An Experience in Africa

Andrea is one of our Discovery Voyager team members and recently travelled from Armidale to Africa with the School for Life Foundation.

If you’re a keen follower of Discovery and our movements about the countryside, you would understand our passion for not only education itself, but a passion to provide and enhance childhood development through unrestricted curiosity and play-based learning for all students. In Australia, we are so fortunate to have the education system we do. From early primary through to a tertiary level, children are provided with opportunities learn, ultimately being armed with the skills to enter a desired trade or profession. I recently returned from Uganda, Africa, where there is an overwhelmingly stark contrast to this. Such a contrast that produces an enormous value for the privileges we have in the developed world.

To give you an insight, here are a few statistics:

• As a developing country, Uganda is home to over 44 million people and is around the size of Australia’s Victoria.

• 61% do not have access to potable water and 49% do not reach 5 years of age.

• Of its population 48% are under 14, and only 27% of these children have access to education (UNESCO, 2019).

• In Australia, 100% of children of the same demographic have access to education, and 99.7% are enrolled (ACARA).

Let that sink in for a moment.

I arrived in Uganda after a fundraising hike up Kilimanjaro, Tanzania, and travelled to a state school, around 35km from the capital Kampala. What we were confronted with was utterly overwhelming. Student’s walk up to three hours each day to attend a class where teacher ratios are 52:1 (SFL, 2018). Often without adequate nutrition, let alone suitable clothing and shoes, the children fall asleep at their ancient desks, merely housed by an open shack with mud floors.
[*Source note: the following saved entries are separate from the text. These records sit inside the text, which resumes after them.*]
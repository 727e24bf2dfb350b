//! LLM provider adapters
//!
//! Each provider implements the [`LlmGateway`](equacao_application::LlmGateway) port.

pub mod gemini;
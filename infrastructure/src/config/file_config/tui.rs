//! TUI configuration from TOML (`[tui]` section)

use super::ConfigValidationError;
use serde::{Deserialize, Serialize};

/// TUI configuration
///
/// # Example
///
/// ```toml
/// [tui]
/// tick_rate_ms = 250
/// show_hints = true
/// ```
#[derive(Debug, Clone, Serialize, Deserialize)]
#[serde(default)]
pub struct FileTuiConfig {
    /// Interval of the redraw tick that drives the loading spinner
    pub tick_rate_ms: u64,
    /// Show key hints in the status bar
    pub show_hints: bool,
}

impl Default for FileTuiConfig {
    fn default() -> Self {
        Self {
            tick_rate_ms: 250,
            show_hints: true,
        }
    }
}

impl FileTuiConfig {
    pub(super) fn validate(&self) -> Option<ConfigValidationError> {
        (!(16..=5000).contains(&self.tick_rate_ms))
            .then_some(ConfigValidationError::InvalidTickRate(self.tick_rate_ms))
    }
}
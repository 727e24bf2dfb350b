//! Domain layer for equacao-pro
//!
//! This crate contains the core business logic, entities, and value objects.
//! It has no dependencies on infrastructure or presentation concerns.
//!
//! # Core Concepts
//!
//! ## The Procrastination Equation
//!
//! Procrastinação = Impulsividade ÷ [Expectativa × Valor × (1 ÷ Tempo)]
//!
//! - **Questionnaire**: five fixed questions, one per input of the equation
//!   (plus the task itself)
//! - **Wizard**: the linear collect → submit → result/error state machine
//! - **Diagnosis**: the model's four-section answer, as markdown and HTML

pub mod core;
pub mod diagnosis;
pub mod equation;
pub mod prompt;
pub mod questionnaire;

// Re-export commonly used types
pub use core::{error::DomainError, model::Model};
pub use diagnosis::{
    report::{Diagnosis, ResponseSection},
    wizard::{Advance, USER_FAILURE_MESSAGE, Wizard, WizardPhase},
};
pub use equation::{EQUATION_FORMULA, Effect, EquationVariable};
pub use prompt::DiagnosticPromptTemplate;
pub use questionnaire::{
    answers::AnswerSet,
    question::{LAST_STEP, QUESTIONS, Question, QuestionKey},
};
//! DiagnosticController: runs submissions on behalf of the UI
//!
//! The presentation layer owns the wizard and decides *when* to submit; the
//! controller does the submitting and reports back through [`UiEvent`]s,
//! so the UI loop never blocks on the network.

use super::submit_diagnosis::{SubmitDiagnosisError, SubmitDiagnosisUseCase};
use crate::ports::llm_gateway::{GatewayError, LlmGateway};
use crate::ports::markdown::MarkdownRenderer;
use crate::ports::ui_event::UiEvent;
use equacao_domain::AnswerSet;
use std::sync::Arc;
use tokio::sync::mpsc;
use tracing::{error, warn};

pub struct DiagnosticController<G: LlmGateway + 'static, R: MarkdownRenderer + 'static> {
    use_case: SubmitDiagnosisUseCase<G, R>,
    ui_tx: mpsc::UnboundedSender<UiEvent>,
}

impl<G: LlmGateway + 'static, R: MarkdownRenderer + 'static> DiagnosticController<G, R> {
    pub fn new(
        gateway: Arc<G>,
        renderer: Arc<R>,
        ui_tx: mpsc::UnboundedSender<UiEvent>,
    ) -> Self {
        Self {
            use_case: SubmitDiagnosisUseCase::new(gateway, renderer),
            ui_tx,
        }
    }

    /// Run one submission to completion, emitting start and outcome events
    pub async fn submit(&self, answers: &AnswerSet) {
        self.emit(UiEvent::DiagnosisStarted);

        let event = match self.use_case.execute(answers).await {
            Ok(diagnosis) => UiEvent::DiagnosisReady(diagnosis),
            Err(e) => {
                Self::log_failure(&e);
                UiEvent::DiagnosisFailed {
                    message: e.user_message().to_string(),
                }
            }
        };
        self.emit(event);
    }

    /// The user sees one message for every failure; the log keeps the cause.
    fn log_failure(e: &SubmitDiagnosisError) {
        match e {
            SubmitDiagnosisError::Gateway(GatewayError::Configuration(reason)) => {
                error!("Diagnosis not attempted, missing configuration: {}", reason);
            }
            SubmitDiagnosisError::Gateway(GatewayError::Request(reason)) => {
                warn!("Diagnosis request failed: {}", reason);
            }
            SubmitDiagnosisError::Incomplete(reason) => {
                warn!("Diagnosis rejected: {}", reason);
            }
        }
    }

    fn emit(&self, event: UiEvent) {
        // Receiver gone means the UI is shutting down
        let _ = self.ui_tx.send(event);
    }
}
//! Markdown → HTML rendering (CommonMark with GFM tables and strikethrough)

mod pulldown;

pub use pulldown::PulldownMarkdownRenderer;
//! Domain error types

use crate::questionnaire::question::QuestionKey;
use thiserror::Error;

/// Domain-level errors
#[derive(Error, Debug, Clone, PartialEq, Eq)]
pub enum DomainError {
    #[error("Question '{0}' has not been answered")]
    MissingAnswer(QuestionKey),
}
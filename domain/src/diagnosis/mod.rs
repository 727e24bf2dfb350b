//! Diagnosis domain
//!
//! The wizard that drives one questionnaire run and the report it ends in.

pub mod report;
pub mod wizard;
//! Configuration file loader with multi-source merging

use super::file_config::FileConfig;
use figment::{
    Figment,
    providers::{Env, Format, Serialized, Toml},
};
use std::path::{Path, PathBuf};

const PROJECT_FILES: [&str; 2] = ["equacao.toml", ".equacao.toml"];
const ENV_PREFIX: &str = "EQUACAO_";

/// Configuration loader that handles file discovery and merging
pub struct ConfigLoader;

impl ConfigLoader {
    /// Load configuration from all sources with proper priority
    ///
    /// Priority (highest to lowest):
    /// 1. `EQUACAO_*` environment variables (e.g. `EQUACAO_GEMINI__MODEL`)
    /// 2. Explicit config path (if provided)
    /// 3. Project root: `./equacao.toml` or `./.equacao.toml`
    /// 4. Global: `<config_dir>/equacao-pro/config.toml`
    /// 5. Default values
    pub fn load(config_path: Option<&PathBuf>) -> Result<FileConfig, Box<figment::Error>> {
        let mut figment = Figment::new().merge(Serialized::defaults(FileConfig::default()));

        if let Some(global_path) = Self::global_config_path()
            && global_path.exists()
        {
            figment = figment.merge(Toml::file(&global_path));
        }

        if let Some(path) = Self::project_config_path() {
            figment = figment.merge(Toml::file(&path));
        }

        if let Some(path) = config_path {
            figment = figment.merge(Toml::file(path));
        }

        figment
            .merge(Env::prefixed(ENV_PREFIX).split("__"))
            .extract()
            .map_err(Box::new)
    }

    /// The `--config` path, when one was given and does not exist.
    ///
    /// `load` skips such a file like any other absent source.
    pub fn missing_explicit_path(config_path: Option<&PathBuf>) -> Option<&Path> {
        config_path
            .map(PathBuf::as_path)
            .filter(|path| !path.exists())
    }

    /// Load only default configuration (for --no-config)
    pub fn load_defaults() -> FileConfig {
        FileConfig::default()
    }

    /// Get the global config file path
    pub fn global_config_path() -> Option<PathBuf> {
        dirs::config_dir().map(|d| d.join("equacao-pro").join("config.toml"))
    }

    /// Get the project-level config file path (if it exists)
    pub fn project_config_path() -> Option<PathBuf> {
        PROJECT_FILES
            .iter()
            .map(PathBuf::from)
            .find(|path| path.exists())
    }

    /// Describe the config file locations being used, one line per source.
    pub fn config_sources(config_path: Option<&PathBuf>) -> Vec<String> {
        let mut lines = Vec::new();

        lines.push(format!("  [     ] Env:     {}*", ENV_PREFIX));

        if let Some(path) = config_path {
            let mark = if path.exists() { "FOUND" } else { "MISS " };
            lines.push(format!("  [{}] --config: {}", mark, path.display()));
        }

        match Self::project_config_path() {
            Some(path) => lines.push(format!("  [FOUND] Project: {}", path.display())),
            None => lines.push(format!(
                "  [     ] Project: ./{} or ./{}",
                PROJECT_FILES[0], PROJECT_FILES[1]
            )),
        }

        if let Some(path) = Self::global_config_path() {
            let mark = if path.exists() { "FOUND" } else { "     " };
            lines.push(format!("  [{}] Global:  {}", mark, path.display()));
        }

        lines.push("  [     ] Default: built-in defaults".to_string());
        lines
    }
}
//! Google Gemini provider (Generative Language API, `generateContent`)
//!
//! One request per diagnosis: no streaming, no retries, no tools.

mod gateway;
mod types;

pub use gateway::{GeminiGateway, GeminiSettings};
pub use types::{
    ApiErrorEnvelope, GenerateContentRequest, GenerateContentResponse, describe_http_error,
};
Due to minimal and delayed pay, teachers are often forced to take on additional jobs, and as a result only 40% are in the classroom teaching. Three paged school books are bound by old newspapers, outdated textbooks have chapters missing, furniture primitive, resources at the absolute minimum, and clean drinking water and healthcare all but a fantasy. Despite these harrowing and poverty-stricken conditions, the children are happy. They are happy because they have an education. Albeit no comparison to the Western world, the school provides community, friendship and hope for the future. Going to school is the equivalent of a daily holiday for the students, who would otherwise be at home hand harvesting crops, or carting water for several kilometres. From a place like Australia where education is compulsory, in Uganda it is a privilege.

This discrepancy has been recognised by many non-governmental organisations (NGO’s) who understand the value of education in eradicating poverty. I travelled to Uganda with the School for Life Foundation (SFL), an Australian based NGO that recognises the inherent requirement for children to receive an education, and the importance it holds in empowering entire communities.
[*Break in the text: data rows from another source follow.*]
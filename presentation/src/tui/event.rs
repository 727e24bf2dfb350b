//! TUI event types
//!
//! Defines the commands sent TO the controller task. Events coming FROM it
//! are the application layer's [`UiEvent`](equacao_application::UiEvent).

use equacao_domain::AnswerSet;

/// Commands sent from the TUI event loop to the controller task (Actor inbox)
#[derive(Debug, Clone, PartialEq, Eq)]
pub enum TuiCommand {
    /// Submit the completed questionnaire (exactly one per submission)
    Submit(AnswerSet),
    /// Graceful shutdown
    Quit,
}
SFL is particularly close to my heart, as its main values can be assimilated with those we have at UNE Discovery: to nurture the curious mind and encourage a love and desire for lifelong learning from an early age. SFL provides communities with a hand up rather than a hand out, giving support through educating over 1000 children in two schools, Mbazzi and Katuuso, while providing three nutritious meals per day and access to clean drinking water for entire communities at both locations.
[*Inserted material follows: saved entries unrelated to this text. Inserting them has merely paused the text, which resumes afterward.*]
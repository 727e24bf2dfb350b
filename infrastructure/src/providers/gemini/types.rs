//! Wire types for the Gemini `generateContent` endpoint

use equacao_application::GatewayError;
use serde::{Deserialize, Serialize};

// ─── Request ─────────────────────────────────────────────────────

/// Request body: system instruction plus a single user turn.
#[derive(Debug, Serialize)]
#[serde(rename_all = "camelCase")]
pub struct GenerateContentRequest<'a> {
    pub system_instruction: Content<'a>,
    pub contents: Vec<Content<'a>>,
}

#[derive(Debug, Serialize)]
pub struct Content<'a> {
    #[serde(skip_serializing_if = "Option::is_none")]
    pub role: Option<&'a str>,
    pub parts: Vec<Part<'a>>,
}

#[derive(Debug, Serialize)]
pub struct Part<'a> {
    pub text: &'a str,
}

impl<'a> GenerateContentRequest<'a> {
    pub fn new(prompt: &'a str, system_instruction: &'a str) -> Self {
        Self {
            system_instruction: Content {
                role: None,
                parts: vec![Part {
                    text: system_instruction,
                }],
            },
            contents: vec![Content {
                role: Some("user"),
                parts: vec![Part { text: prompt }],
            }],
        }
    }
}

// ─── Response ────────────────────────────────────────────────────

#[derive(Debug, Default, Deserialize)]
#[serde(rename_all = "camelCase")]
pub struct GenerateContentResponse {
    #[serde(default)]
    pub candidates: Vec<Candidate>,
    pub prompt_feedback: Option<PromptFeedback>,
}

#[derive(Debug, Deserialize)]
#[serde(rename_all = "camelCase")]
pub struct Candidate {
    pub content: Option<CandidateContent>,
    pub finish_reason: Option<String>,
}

#[derive(Debug, Deserialize)]
pub struct CandidateContent {
    #[serde(default)]
    pub parts: Vec<ResponsePart>,
}

#[derive(Debug, Deserialize)]
pub struct ResponsePart {
    pub text: Option<String>,
}

#[derive(Debug, Deserialize)]
#[serde(rename_all = "camelCase")]
pub struct PromptFeedback {
    pub block_reason: Option<String>,
}

impl GenerateContentResponse {
    /// Concatenated text of the first candidate, `None` when it carries no text.
    pub fn text(&self) -> Option<String> {
        let parts = &self.candidates.first()?.content.as_ref()?.parts;
        let text: String = parts.iter().filter_map(|p| p.text.as_deref()).collect();
        (!text.is_empty()).then_some(text)
    }

    /// Parse a 2xx body into the generated text.
    pub fn parse_text(body: &str) -> Result<String, GatewayError> {
        let response: Self = serde_json::from_str(body)
            .map_err(|e| GatewayError::Request(format!("Malformed response body: {}", e)))?;

        response.text().ok_or_else(|| {
            let reason = response
                .prompt_feedback
                .as_ref()
                .and_then(|f| f.block_reason.clone())
                .or_else(|| {
                    response
                        .candidates
                        .first()
                        .and_then(|c| c.finish_reason.clone())
                })
                .unwrap_or_else(|| "no candidates".to_string());
            GatewayError::Request(format!("Response contained no text ({})", reason))
        })
    }
}

// ─── Error body ──────────────────────────────────────────────────

/// `{"error": {"code": 400, "message": "...", "status": "INVALID_ARGUMENT"}}`
#[derive(Debug, Deserialize)]
pub struct ApiErrorEnvelope {
    pub error: ApiError,
}

#[derive(Debug, Deserialize)]
pub struct ApiError {
    pub code: Option<u16>,
    pub message: String,
    pub status: Option<String>,
}

/// Human-readable description of a non-success response, for logs.
pub fn describe_http_error(status: u16, reason: Option<&str>, body: &str) -> String {
    match serde_json::from_str::<ApiErrorEnvelope>(body) {
        Ok(envelope) => format!(
            "HTTP {} {}: {}",
            status,
            envelope.error.status.as_deref().unwrap_or("ERROR"),
            envelope.error.message
        ),
        Err(_) => format!("HTTP error: {} {}", status, reason.unwrap_or("Unknown")),
    }
}

#[cfg(test)]
mod tests {
    use super::*;
    use serde_json::json;

    #[test]
    fn test_request_serialization() {
        let request = GenerateContentRequest::new("Minhas respostas", "Você é um especialista");
        let value = serde_json::to_value(&request).unwrap();

        assert_eq!(
            value,
            json!({
                "systemInstruction": { "parts": [{ "text": "Você é um especialista" }] },
                "contents": [{ "role": "user", "parts": [{ "text": "Minhas respostas" }] }]
            })
        );
    }

    #[test]
    fn test_parse_text_joins_parts() {
        let body = json!({
            "candidates": [{
                "content": { "role": "model", "parts": [{ "text": "### **[DIAGNÓSTICO]**\n" }, { "text": "Texto" }] },
                "finishReason": "STOP"
            }],
            "usageMetadata": { "totalTokenCount": 42 }
        })
        .to_string();

        let text = GenerateContentResponse::parse_text(&body).unwrap();
        assert_eq!(text, "### **[DIAGNÓSTICO]**\nTexto");
    }

    #[test]
    fn test_parse_text_without_candidates() {
        let body = json!({ "promptFeedback": { "blockReason": "SAFETY" } }).to_string();

        let err = GenerateContentResponse::parse_text(&body).unwrap_err();
        assert!(matches!(err, GatewayError::Request(ref m) if m.contains("SAFETY")));
    }

    #[test]
    fn test_parse_text_empty_parts() {
        let body = json!({
            "candidates": [{ "content": { "parts": [] }, "finishReason": "MAX_TOKENS" }]
        })
        .to_string();

        let err = GenerateContentResponse::parse_text(&body).unwrap_err();
        assert!(matches!(err, GatewayError::Request(ref m) if m.contains("MAX_TOKENS")));
    }

    #[test]
    fn test_parse_text_malformed() {
        let err = GenerateContentResponse::parse_text("<html>oops</html>").unwrap_err();
        assert!(matches!(err, GatewayError::Request(ref m) if m.contains("Malformed")));
    }

    #[test]
    fn test_describe_http_error_with_api_body() {
        let body = json!({
            "error": { "code": 400, "message": "API key not valid.", "status": "INVALID_ARGUMENT" }
        })
        .to_string();

        let desc = describe_http_error(400, Some("Bad Request"), &body);
        assert_eq!(desc, "HTTP 400 INVALID_ARGUMENT: API key not valid.");
    }

    #[test]
    fn test_describe_http_error_with_plain_body() {
        let desc = describe_http_error(503, Some("Service Unavailable"), "upstream down");
        assert_eq!(desc, "HTTP error: 503 Service Unavailable");
    }
}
With a maximum teacher student ratio of 25:1, lessons are developed with a play-based learning approach to ensure students are engaged and learning optimises their capabilities. The transformative impact of education is extraordinarily evident within the community, with over 120 members involved in the everyday operation of the school. Transformative and exploratory experiences provide a value for education, eliciting a desire to make a change.

Reflecting on Australian education, this is why programs like UNE Discovery are so important (pardon the bias). Moving away from prescriptive learning, as they have at SFL in Uganda, and encouraging these transformative and exploratory experiences within the classroom arms students of varying backgrounds with the curiosity and confidence to further their education. Although we are not a developing country, education is equally important. It should be the priority that powers the future.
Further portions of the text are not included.